Ainda como decisão polemica, que aparentemente afrontou o texto expresso da Constituição, foi o julgamento da Presidente Dilma Vana Rousseff – ocorrido em 31 de agosto de 2016 – em que foi condenada pelo Senado por crime de responsabilidade por ter contratado operações de crédito com instituição financeira controlada pela União e editado decretos de crédito suplementar sem autorização do Congresso Nacional; não tendo sofrido por consequência, a pena de inabilitação para o exercício de cargo público.
O procedimento de desmembramento da votação adotado pelo então Presidente do Supremo Tribunal Federal, Ricardo Lewandowski, não está previsto como possível no texto da Constituição da República[2].
A divisão da votação se deu face a requerimento formulado pelo Senador Humberto Costa, do Partido dos Trabalhadores, no sentido de que o julgamento fosse dividido em duas partes; sendo a primeira para análise da prática do crime de responsabilidade que teria por consequência a perda do cargo, e a segunda sobre a inabilitação para o exercício das funções públicas por oito anos.
Na ocasião, o Min. Ricardo Lewandowski, deferiu a divisão, sem que houvesse previsão constitucional expressa nesse sentido, como se observa:
Art. 52. Compete privativamente ao Senado Federal:
I – processar e julgar o Presidente e o Vice-Presidente da República nos crimes de responsabilidade, bem como os Ministros de Estado e os Comandantes da Marinha, do Exército e da Aeronáutica nos crimes da mesma natureza conexos com aqueles;
[…]
Parágrafo único. Nos casos previstos nos incisos I e II, funcionará como Presidente o do Supremo Tribunal Federal, limitando-se a condenação, que somente será proferida por dois terços dos votos do Senado Federal, à perda do cargo, com inabilitação, por oito anos, para o exercício de função pública, sem prejuízo das demais sanções judiciais cabíveis[3].
O texto constitucional é expresso no sentido de que havendo a condenação por crime de responsabilidade praticado pelo Presidente da República, a consequência da condenação é à perda do cargo, com inabilitação, por oito anos, para o exercício de função pública, não existindo assim, aparentemente, possibilidade de desmembramento do julgamento; sendo, portanto, mais um exemplo de ativismo judicial, que cria na população insegurança jurídica.
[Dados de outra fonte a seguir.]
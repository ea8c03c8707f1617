//! pwnyaa - main entry point.

use std::sync::Arc;

use anyhow::{Context, Result};
use clap::Parser;
use pwnyaa_sites::{CtfSite, PwnableTw, PwnableXyz};
use pwnyaa_slack::{ChatPoster, PwnyaaSlackBot, SlackConfig};
use pwnyaa_storage::StateStore;
use tracing::{info, warn};

use pwnyaa_bot::{
    ChannelAnnouncer, Cli, Commands, Dispatcher, Jobs, Scheduler, SiteRegistry, format,
};

/// `RUST_LOG` wins; otherwise our crates log at `--log-level` and
/// dependencies at `warn`.
fn init_tracing(cli: &Cli) {
    let filter = std::env::var("RUST_LOG").unwrap_or_else(|_| {
        let level = cli.log_level.as_filter_str();
        ["pwnyaa", "pwnyaa_bot", "pwnyaa_slack", "pwnyaa_sites", "pwnyaa_storage"]
            .iter()
            .fold("warn".to_string(), |acc, target| format!("{acc},{target}={level}"))
    });

    tracing_subscriber::fmt().with_env_filter(filter).init();
}

fn build_sites(cli: &Cli) -> Result<SiteRegistry> {
    let credentials = cli.tw_credentials();
    if credentials.is_none() {
        warn!("TWUSER/TWPW not set, pwnable.tw profiles will be fetched without logging in");
    }

    let tw: Arc<dyn CtfSite> =
        Arc::new(PwnableTw::new(credentials).context("Failed to set up pwnable.tw client")?);
    let xyz: Arc<dyn CtfSite> =
        Arc::new(PwnableXyz::new().context("Failed to set up pwnable.xyz client")?);
    Ok(SiteRegistry::new(vec![tw, xyz]))
}

async fn open_store(cli: &Cli) -> Result<Arc<StateStore>> {
    let path = cli.state_path()?;
    let store = StateStore::open(&path)
        .await
        .with_context(|| format!("Failed to open state at {}", path.display()))?;
    Ok(Arc::new(store))
}

async fn run(cli: &Cli) -> Result<()> {
    let channel = cli.digest_channel()?;
    let store = open_store(cli).await?;
    let sites = build_sites(cli)?;
    let identity = cli.identity();

    let slack_config = SlackConfig::from_env().context("Slack credentials are not configured")?;
    let bot = Arc::new(PwnyaaSlackBot::new(slack_config, &cli.bot_name).await?);
    let chat: Arc<dyn ChatPoster> = Arc::new(bot.web_client());

    let dispatcher = Dispatcher::new(
        store.clone(),
        sites.clone(),
        chat.clone(),
        cli.alias_match,
        identity.clone(),
    );
    bot.set_event_handler(Arc::new(dispatcher)).await;

    let unlocker = Arc::new(ChannelAnnouncer::new(
        chat.clone(),
        channel.clone(),
        identity.clone(),
    ));
    let jobs = Arc::new(Jobs::new(store, sites, chat, unlocker, channel, identity));
    let handles = Scheduler::new(jobs, cli.schedule()).spawn();

    let runner = bot.clone();
    let bot_task = tokio::spawn(async move { runner.start().await });

    tokio::select! {
        result = bot_task => {
            match result {
                Ok(Ok(())) => info!("Slack bot stopped"),
                Ok(Err(e)) => return Err(e).context("Slack bot failed"),
                Err(e) => return Err(e).context("Slack bot task panicked"),
            }
        }
        _ = tokio::signal::ctrl_c() => {
            info!("Received Ctrl+C");
            bot.shutdown();
        }
    }

    for handle in handles {
        handle.abort();
    }
    Ok(())
}

async fn refresh(cli: &Cli) -> Result<()> {
    let store = open_store(cli).await?;
    let sites = build_sites(cli)?;
    let summary = pwnyaa_bot::refresh_all(&store, &sites).await;
    println!(
        "inserted: {}, updated: {}, skipped: {}",
        summary.inserted, summary.updated, summary.skipped
    );
    Ok(())
}

async fn list(cli: &Cli) -> Result<()> {
    let store = open_store(cli).await?;
    println!("{}", format::contest_summary(&store.snapshot().await.contests));
    Ok(())
}

#[tokio::main]
async fn main() -> Result<()> {
    let cli = Cli::parse();
    init_tracing(&cli);

    match cli.command() {
        Commands::Run => run(&cli).await,
        Commands::Refresh => refresh(&cli).await,
        Commands::List => list(&cli).await,
    }
}
//! HTML parsing contract and shared scraping helpers.

use chrono::{DateTime, NaiveDateTime, Utc};
use scraper::{ElementRef, Html, Selector};
use tracing::warn;

use crate::types::{Challenge, Profile};

/// Site-specific HTML extraction.
///
/// Implementations never fail: a page that does not have the expected
/// structure yields an empty list or `None`.
pub trait SiteParser: Send + Sync {
    /// Extract the challenge list from the challenges page.
    fn parse_challenges(&self, html: &str) -> Vec<Challenge>;

    /// Extract a user profile from a user page.
    fn parse_profile(&self, html: &str) -> Option<Profile>;
}

/// Compile a selector, logging instead of failing on a bad pattern.
pub(crate) fn selector(css: &str) -> Option<Selector> {
    match Selector::parse(css) {
        Ok(sel) => Some(sel),
        Err(e) => {
            warn!(selector = css, error = %e, "Invalid CSS selector");
            None
        }
    }
}

/// Whitespace-normalized text content of an element.
pub(crate) fn element_text(element: ElementRef<'_>) -> String {
    element
        .text()
        .flat_map(str::split_whitespace)
        .collect::<Vec<_>>()
        .join(" ")
}

/// Text of the `nth` match of `sel` under `scope`.
pub(crate) fn nth_text(scope: ElementRef<'_>, sel: &Selector, nth: usize) -> Option<String> {
    scope.select(sel).nth(nth).map(element_text)
}

/// First element of the document matching `css`.
pub(crate) fn first<'a>(document: &'a Html, css: &str) -> Option<ElementRef<'a>> {
    let sel = selector(css)?;
    document.select(&sel).next()
}

/// Parse a number after removing a fixed prefix and suffix.
///
/// `parse_affixed("300 pts", "", " pts")` is `Some(300)`.
pub(crate) fn parse_affixed(text: &str, prefix: &str, suffix: &str) -> Option<u32> {
    let text = text.trim();
    let text = text.strip_prefix(prefix).unwrap_or(text);
    let text = text.strip_suffix(suffix).unwrap_or(text);
    text.trim().parse().ok()
}

/// Parse a solve timestamp; naive timestamps are taken as UTC.
pub(crate) fn parse_timestamp(text: &str) -> Option<DateTime<Utc>> {
    let text = text.trim();
    if let Ok(dt) = DateTime::parse_from_rfc3339(text) {
        return Some(dt.with_timezone(&Utc));
    }
    const FORMATS: &[&str] = &[
        "%Y-%m-%d %H:%M:%S",
        "%Y-%m-%d %H:%M",
        "%Y/%m/%d %H:%M:%S",
        "%Y/%m/%d %H:%M",
    ];
    FORMATS
        .iter()
        .find_map(|fmt| NaiveDateTime::parse_from_str(text, fmt).ok())
        .map(|naive| naive.and_utc())
}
Outro exemplo clássico de que o Poder Judiciário está excedendo suas atribuições típicas previstas no texto constitucional é o julgamento da Ação Direta de Inconstitucionalidade por Omissão (ADO) 26, de relatoria do Ministro Celso de Mello, e do Mandado de Injunção (MI) 4733, relatado pelo Ministro Edson Fachin, que entenderam que houve omissão inconstitucional do Congresso Nacional por não editar lei que criminalize atos de homofobia e de transfobia, enquadrando assim, tais tipos como crimes de racismo:
Até que sobrevenha lei emanada do Congresso Nacional destinada a implementar os mandados de criminalização definidos nos incisos XLI e XLII do art. 5º da Constituição da República, as condutas homofóbicas e transfóbicas, reais ou supostas, que envolvem aversão odiosa à orientação sexual ou à identidade de gênero de alguém, por traduzirem expressões de racismo, compreendido este em sua dimensão social, ajustam-se, por identidade de razão e mediante adequação típica, aos preceitos primários de incriminação definidos na Lei nº 7.716, de 08/01/1989, constituindo, também, na hipótese de homicídio doloso, circunstância que o qualifica, por configurar motivo torpe (Código Penal, art. 121, § 2º, I, “in fine”); ADI nº 26 /DF. Relator: Ministro Celso de Mello.)
Assim, até que o Congresso Nacional edite lei específica, as condutas homofóbicas e transfóbicas, reais ou supostas, serão enquadradas nos crimes previstos na Lei 7.716/2018 e, no caso de homicídio doloso, será qualificado por motivo torpe, sem que haja previsão legal nesse sentido. Os Ministros firmaram o entendimento de o conceito de racismo ultrapassa aspectos estritamente biológicos ou fenotípicos e alcança a negação da dignidade e da humanidade de grupos vulneráveis.
Outra decisão que merece destaque é a prolatada pela Juíza Cynthia Maria Sabino Bezerra Camurri, titular da 8ª Vara Criminal da Capital/SP, nos autos da ação penal nº. 1530134-14.2022.8.26.0050 – c. 2022/001064, que indeferiu requerimento formulado pela defesa de um dos acusados, no sentido de acostar ao processo, inquérito policial que apura crimes praticados pelas supostas vítimas; no mesmo ato, intimou as defesas para que sob pena de preclusão, justificassem a pertinência das oitivas das testemunhas arroladas, prejulgando a causa ao consignar que “[…] testemunhas das alegadas ameaças de morte por ele sofridas não contribuirão em nada para a elucidação dos fatos e por isso suas oitivas são impertinentes e inoportunas. […]”. A magistrada na referida decisão, consignou ainda que “[…] Caso sejam deferidas as oitivas das testemunhas, oportunamente, deverão as Defesas efetuar o recolhimento e juntada aos autos das respectivas custas de diligência do Oficial de Justiça. […].”.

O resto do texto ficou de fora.